Thorn had a psychology degree from the University of Minnesota. She was an American Academy of Bereavement-trained grief facilitator and a Resolve Through Sharing-certified perinatal loss facilitator.

She earned her trauma counseling certification at the University of Wisconsin-Milwaukee and was a longtime member of the Prenatal and Perinatal Health and Psychology Association.

Additionally, she has written and spoken about the sociological changes in society since 1960 and the “spiritual and psychological wounds” carried by Generation X and Generation Y as a result of these changes. She has also written about the role of stress in making abortion decisions and about ways to help women with pregnancies in crisis.
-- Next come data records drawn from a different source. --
use crate::models::patch::Savings;
use crate::stores::snapshot_store::SnapshotStore;
use crate::utils::time::current_timestamp;
use serde::{Deserialize, Serialize};
use std::sync::atomic::{AtomicU64, Ordering};

pub struct Metrics {
    pub total_polls: AtomicU64,
    pub successful_polls: AtomicU64,
    pub failed_polls: AtomicU64,
    pub patches_emitted: AtomicU64,
    /// Serialized bytes of full snapshots that changed
    pub full_bytes: AtomicU64,
    /// Serialized bytes of the patch lists standing in for them
    pub patch_bytes: AtomicU64,
    pub start_time: i64,
}

#[derive(Debug, Clone, Serialize, Deserialize)]
pub struct MetricsSnapshot {
    pub total_polls: u64,
    pub successful_polls: u64,
    pub failed_polls: u64,
    pub success_rate: f64,
    pub patches_emitted: u64,
    pub full_bytes: u64,
    pub patch_bytes: u64,
    pub bytes_saved: u64,
    pub tracked_servers: usize,
    pub uptime_seconds: i64,
}

impl Metrics {
    pub fn new() -> Self {
        Self {
            total_polls: AtomicU64::new(0),
            successful_polls: AtomicU64::new(0),
            failed_polls: AtomicU64::new(0),
            patches_emitted: AtomicU64::new(0),
            full_bytes: AtomicU64::new(0),
            patch_bytes: AtomicU64::new(0),
            start_time: current_timestamp(),
        }
    }

    pub fn record_success(&self, patch_count: usize, savings: Option<&Savings>) {
        self.total_polls.fetch_add(1, Ordering::Relaxed);
        self.successful_polls.fetch_add(1, Ordering::Relaxed);
        self.patches_emitted.fetch_add(patch_count as u64, Ordering::Relaxed);
        if let Some(savings) = savings {
            self.full_bytes.fetch_add(savings.full_size as u64, Ordering::Relaxed);
            self.patch_bytes.fetch_add(savings.patch_size as u64, Ordering::Relaxed);
        }
    }

    pub fn record_failure(&self) {
        self.total_polls.fetch_add(1, Ordering::Relaxed);
        self.failed_polls.fetch_add(1, Ordering::Relaxed);
    }

    pub fn get_snapshot(&self, snapshots: &SnapshotStore) -> MetricsSnapshot {
        let total_polls = self.total_polls.load(Ordering::Relaxed);
        let successful_polls = self.successful_polls.load(Ordering::Relaxed);
        let full_bytes = self.full_bytes.load(Ordering::Relaxed);
        let patch_bytes = self.patch_bytes.load(Ordering::Relaxed);

        let success_rate = if total_polls > 0 {
            (successful_polls as f64 / total_polls as f64) * 100.0
        } else {
            0.0
        };

        MetricsSnapshot {
            total_polls,
            successful_polls,
            failed_polls: self.failed_polls.load(Ordering::Relaxed),
            success_rate,
            patches_emitted: self.patches_emitted.load(Ordering::Relaxed),
            full_bytes,
            patch_bytes,
            bytes_saved: full_bytes.saturating_sub(patch_bytes),
            tracked_servers: snapshots.len(),
            uptime_seconds: current_timestamp() - self.start_time,
        }
    }
}

impl Default for Metrics {
    fn default() -> Self {
        Self::new()
    }
}

#[cfg(test)]
mod tests {
    use super::*;

    #[test]
    fn test_empty_snapshot() {
        let snapshot = Metrics::new().get_snapshot(&SnapshotStore::new());
        assert_eq!(snapshot.total_polls, 0);
        assert_eq!(snapshot.success_rate, 0.0);
        assert_eq!(snapshot.bytes_saved, 0);
        assert!(snapshot.uptime_seconds >= 0);
    }

    #[test]
    fn test_counters_accumulate() {
        let metrics = Metrics::new();
        let savings = Savings {
            full_size: 1000,
            patch_size: 100,
            saved_percent: 90.0,
        };
        metrics.record_success(3, Some(&savings));
        metrics.record_success(0, None);
        metrics.record_failure();
        metrics.record_success(1, Some(&savings));

        let snapshot = metrics.get_snapshot(&SnapshotStore::new());
        assert_eq!(snapshot.total_polls, 4);
        assert_eq!(snapshot.failed_polls, 1);
        assert_eq!(snapshot.success_rate, 75.0);
        assert_eq!(snapshot.patches_emitted, 4);
        assert_eq!(snapshot.full_bytes, 2000);
        assert_eq!(snapshot.bytes_saved, 1800);
    }
}
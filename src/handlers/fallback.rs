use crate::core::error::ApiError;
use axum::{
    http::Uri,
    response::{IntoResponse, Response},
};

pub async fn fallback_handler(uri: Uri) -> Response {
    ApiError::UnknownRoute(uri.path().to_string()).into_response()
}
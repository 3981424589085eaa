use crate::core::error::StoreError;
use async_trait::async_trait;
use serde_json::Value;
use std::collections::HashMap;
use tokio::sync::RwLock;

/// Ephemeral per-session store
///
/// Contents must not outlive the running session; nothing here is ever
/// written to disk.
#[async_trait]
pub trait SessionStore: Send + Sync {
    async fn get(&self, key: &str) -> Result<Option<Value>, StoreError>;

    async fn set(&self, key: &str, value: Value) -> Result<(), StoreError>;

    async fn remove(&self, key: &str) -> Result<(), StoreError>;
}

/// Process-memory session store, cleared when the process exits
#[derive(Default)]
pub struct MemorySessionStore {
    entries: RwLock<HashMap<String, Value>>,
}

impl MemorySessionStore {
    pub fn new() -> Self {
        Self::default()
    }
}

#[async_trait]
impl SessionStore for MemorySessionStore {
    async fn get(&self, key: &str) -> Result<Option<Value>, StoreError> {
        Ok(self.entries.read().await.get(key).cloned())
    }

    async fn set(&self, key: &str, value: Value) -> Result<(), StoreError> {
        self.entries.write().await.insert(key.to_string(), value);
        Ok(())
    }

    async fn remove(&self, key: &str) -> Result<(), StoreError> {
        self.entries.write().await.remove(key);
        Ok(())
    }
}

#[cfg(test)]
mod tests {
    use super::*;
    use serde_json::json;

    #[tokio::test]
    async fn test_session_store_set_get_remove() {
        let store = MemorySessionStore::new();
        assert!(store.get("vault_session_key").await.unwrap().is_none());

        store.set("vault_session_key", json!([9, 9])).await.unwrap();
        assert_eq!(store.get("vault_session_key").await.unwrap(), Some(json!([9, 9])));

        store.remove("vault_session_key").await.unwrap();
        assert!(store.get("vault_session_key").await.unwrap().is_none());
    }
}
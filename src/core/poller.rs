// Background polling of every configured server

use crate::clients::client::TorrentClient;
use crate::core::error::ClientError;
use crate::core::state::AppState;
use crate::stores::snapshot_store::SnapshotUpdate;
use std::sync::Arc;
use std::time::Duration;
use tokio::sync::watch;
use tokio::task::JoinSet;
use tracing::{debug, error, info, warn};

#[derive(Debug, Default, Clone, Copy, PartialEq, Eq)]
pub struct PollRound {
    pub succeeded: usize,
    pub failed: usize,
}

/// Fetch one server's tasks and fold them into its snapshot
pub async fn poll_server(state: &AppState, client: &dyn TorrentClient) -> Result<SnapshotUpdate, ClientError> {
    let name = client.server().name.as_str();

    match client.get_tasks().await {
        Ok(tasks) => {
            let task_count = tasks.len();
            let update = state.snapshots.update(name, tasks);
            state.poll_errors.remove(name);
            state
                .metrics
                .record_success(update.patch_count, update.has_changes.then_some(&update.savings));

            debug!(
                server = name,
                tasks = task_count,
                revision = update.revision,
                patches = update.patch_count,
                saved_percent = update.savings.saved_percent,
                "Poll completed"
            );
            Ok(update)
        }
        Err(e) => {
            warn!(server = name, kind = %client.kind(), error = %e, "Poll failed");
            state.metrics.record_failure();
            state.poll_errors.insert(name.to_string(), e.to_string());
            Err(e)
        }
    }
}

/// Poll every server concurrently; one failing server never blocks the others
pub async fn poll_all(state: &AppState) -> PollRound {
    let mut tasks = JoinSet::new();
    for client in state.clients.iter() {
        let client = Arc::clone(client);
        let state = state.clone();
        tasks.spawn(async move { poll_server(&state, client.as_ref()).await.is_ok() });
    }

    let mut round = PollRound::default();
    while let Some(joined) = tasks.join_next().await {
        match joined {
            Ok(true) => round.succeeded += 1,
            Ok(false) => round.failed += 1,
            Err(e) => {
                error!(error = %e, "Poll task panicked");
                round.failed += 1;
            }
        }
    }
    round
}

/// Poll on a fixed interval until `shutdown` flips to true
pub async fn run_poller(state: AppState, interval: Duration, mut shutdown: watch::Receiver<bool>) {
    let mut ticker = tokio::time::interval(interval);
    ticker.set_missed_tick_behavior(tokio::time::MissedTickBehavior::Delay);

    info!(
        servers = state.clients.len(),
        interval_secs = interval.as_secs(),
        "Poller started"
    );

    loop {
        tokio::select! {
            _ = ticker.tick() => {
                let round = poll_all(&state).await;
                debug!(succeeded = round.succeeded, failed = round.failed, "Poll round finished");
            }
            changed = shutdown.changed() => {
                if changed.is_err() || *shutdown.borrow() {
                    break;
                }
            }
        }
    }

    info!("Poller stopped");
}

#[cfg(test)]
mod tests {
    use super::*;
    use crate::clients::mock_server::{test_config, FakeClient};

    fn state(clients: Vec<Arc<dyn TorrentClient>>) -> AppState {
        AppState::new(test_config(), clients)
    }

    #[tokio::test]
    async fn test_poll_round_counts_failures_separately() {
        let state = state(vec![
            Arc::new(FakeClient::new("good", false)),
            Arc::new(FakeClient::new("bad", true)),
        ]);

        let round = poll_all(&state).await;
        assert_eq!(round, PollRound { succeeded: 1, failed: 1 });

        assert!(state.snapshots.get("good").is_some());
        assert!(state.snapshots.get("bad").is_none());
        assert!(state.poll_errors.get("bad").is_some());

        let metrics = state.metrics.get_snapshot(&state.snapshots);
        assert_eq!(metrics.total_polls, 2);
        assert_eq!(metrics.failed_polls, 1);
    }

    #[tokio::test]
    async fn test_consecutive_polls_emit_replaces() {
        let state = state(vec![Arc::new(FakeClient::new("good", false))]);

        poll_all(&state).await;
        poll_all(&state).await;

        let snapshot = state.snapshots.get("good").unwrap();
        assert_eq!(snapshot.revision, 2);
        assert_eq!(snapshot.last_patches.len(), 1);
        assert_eq!(snapshot.last_patches[0].path(), "/0/progress");
        assert_eq!(snapshot.tasks[0].progress, 10.0);
    }

    #[tokio::test]
    async fn test_poller_stops_on_shutdown() {
        let state = state(vec![Arc::new(FakeClient::new("good", false))]);
        let (tx, rx) = watch::channel(false);

        let handle = tokio::spawn(run_poller(state.clone(), Duration::from_millis(10), rx));
        tokio::time::sleep(Duration::from_millis(50)).await;
        tx.send(true).unwrap();

        tokio::time::timeout(Duration::from_secs(2), handle).await.unwrap().unwrap();
        assert!(state.snapshots.get("good").is_some());
    }
}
Lately, she had given presentations to groups of high school students, college students, and groups of adults on her recent research on the topic of “the biology of the theology of the body.”

Thorn was a member of St Catherine’s Parish in Milwaukee. Besides her husband and children, she is survived by 19 grandchildren.

Called to evangelize

“We, as Christians, as Catholics, are called, I think, to be evangelists but also … to be involved in really caring for people,” Thorn said in the Nicola Center video. “God’s mercy is greater than anything we can do and for us to be able to promote God’s mercy to people who are really, really emotionally hurt is so important.

“But it’s this importance of recognizing that God is there for everyone and that there is nothing greater that we can do that is greater than God’s grace and mercy.”